If you follow healthcare financial trends, the Hahnemann bankruptcy comes as no surprise. Hospitals are going bankrupt by the dozen. The Health Care Services Distress Research Index has experienced “record or near-record highs in each of the past eight quarters”, and is up 305 percent since 2010, which is when the rest of the economy started to turn around after the Great Recession. Since January 1, Becker’s Hospital Review reports that 12 other hospitals in addition to Hahnemann filed for bankruptcy. Dozens of others undoubtedly are in distress due to “reimbursement challenges”, the cost of new electronic health records, and dwindling inpatient volumes.

Just for clarity – no hospital or medical practice can stay afloat on what CMS pays, regardless of what Bernie Sanders thinks. Private insurance payments make up the difference. When private insurance payments shrink, patients can’t pay their high deductibles; and when outpatient centers pick up a growing share of revenue-generating surgical procedures, hospitals are at risk for failure – even teaching hospitals that you might think are too big or too important to fail.

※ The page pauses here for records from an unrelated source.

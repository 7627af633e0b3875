use xgrid_util::{Location, RString};

use crate::expr::Expr;
use crate::func::RawAnnotation;

/// One statement node, restricted to the forms the sublanguage in C3
/// recognizes. `With` carries the raw context-manager call so C3 can tell a
/// `boundary(mask)` block from a `c()` inline-C block from an unsupported
/// one.
#[derive(Debug, Clone, PartialEq)]
pub enum Stmt {
	Expr {
		value: Expr,
		location: Location,
	},
	Assign {
		target: Expr,
		annotation: Option<RawAnnotation>,
		value: Expr,
		location: Location,
	},
	AugAssign {
		target: Expr,
		op: crate::expr::BinOpKind,
		value: Expr,
		location: Location,
	},
	Return {
		value: Option<Expr>,
		location: Location,
	},
	If {
		test: Expr,
		body: Vec<Stmt>,
		orelse: Vec<Stmt>,
		location: Location,
	},
	While {
		test: Expr,
		body: Vec<Stmt>,
		location: Location,
	},
	For {
		target: RString,
		start: Expr,
		stop: Expr,
		step: Expr,
		body: Vec<Stmt>,
		location: Location,
	},
	With {
		context: Expr,
		body: Vec<Stmt>,
		location: Location,
	},
	Import {
		module: RString,
		location: Location,
	},
}

impl Stmt {
	#[must_use]
	pub fn location(&self) -> &Location {
		match self {
			Stmt::Expr { location, .. }
			| Stmt::Assign { location, .. }
			| Stmt::AugAssign { location, .. }
			| Stmt::Return { location, .. }
			| Stmt::If { location, .. }
			| Stmt::While { location, .. }
			| Stmt::For { location, .. }
			| Stmt::With { location, .. }
			| Stmt::Import { location, .. } => location,
		}
	}
}
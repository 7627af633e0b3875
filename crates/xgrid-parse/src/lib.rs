//! Parser / semantic analyzer (component C3): lifts a host AST into typed
//! IR, resolving names against an explicit [`Environment`], type-checking
//! every expression and statement, and assigning stencil/boundary context.

mod context;
mod environment;
mod error;
mod lower;

pub use context::{ContextGuard, ContextStack, ContextTag};
pub use environment::{EnvEntry, Environment, OperatorHandle, Pragma};
pub use error::SemanticError;
pub use lower::{lower_function, LoweredFunction};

Meanwhile, it’s likely that Hahnemann will be razed and some more profitable enterprise – a hotel, perhaps, or condominiums – will rise where a hospital once stood. The diaspora of its residents and fellows is just beginning.

7 COMMENTS

Donald Arego MD

This is a problem country wide. I was with the ETMC hospital system in east Texas and we went through a similar scenario. The system of 14 hospitals was losing up to 4 million a month and was literally days away from bankruptcy. However at the last minute it was acquired by a unique partnership between University of Texas Health system, a nonprofit and Ardent Health a for profit system. The resulting hybrid is working for now, but who knows what the future holds in a world of a government with 22 trillion dollars of debt, and no indication that anyone will or can do anything about it. Who really knows what the future of healthcare is??I doubt anyone really understands the implications of this massive debt burden will have on all of us in the future, Private or academic!

[Reply]

Zak

Very few people are mentioning the residents who matched to advanced programs to start next year. They have no funds or anything guaranteed and are totally left on their own.

[Reply]

Richard Corlin, M.D.

I am a 1965 graduate of Hahnemann Medical School and also did my Medical Residency there so I view this last chapter of mismanagement with particular pain and sorrow. Two things stand out the most to me. First the statement by the CEO of American Academic Health System that they didn’t know how bad the financial status of Hahnemann Hospital was before they bought it. I can’t imagine that they didn’t do their due diligence beforehand. I’ll bet they come up with some plan to take the property out of bankruptcy and make a lot of money by using it for something else.
The second issue is the appearance of Bernie Sanders, the man who meets every issue he faces with an open mouth, at Hahnemann. I would tell Bernie that the problems at Hahnemann were not because the government wasn’t in complete control of our health system but rather because there were too high a percent of government funded patients there (Medicare and Medicaid) and that they do not pay enough to allow any institution to survive. That is the reason most people are against your foolish “Medicare for all” proposal.

Richard F. Corlin, M.D.

p.s. – I am a Democrat

[Reply]

Dear Dr. Corlin,

I completely agree with every word you said! Thank you for reading and taking the time to write —

Karen Sibert

[Reply]

[…] spots to absorb those residents. Dr. Karen Sibert penned a nice summary of what happened in The Hahnemann Disaster. She has some inside info since she has a son who is a resident there. The article was later picked […]

[Reply]

How about Medicare for all with realignment of payment.

Anita Cherry

[Reply]

Dawn Brockman

Anita Cherry, how exactly does Medicare for all help anyone with 120,000 too few physicians?
No the answers aren’t in Medicare for All.
The answers are in marginally higher Medicare payroll taxes and Premiums, and funding residency programs.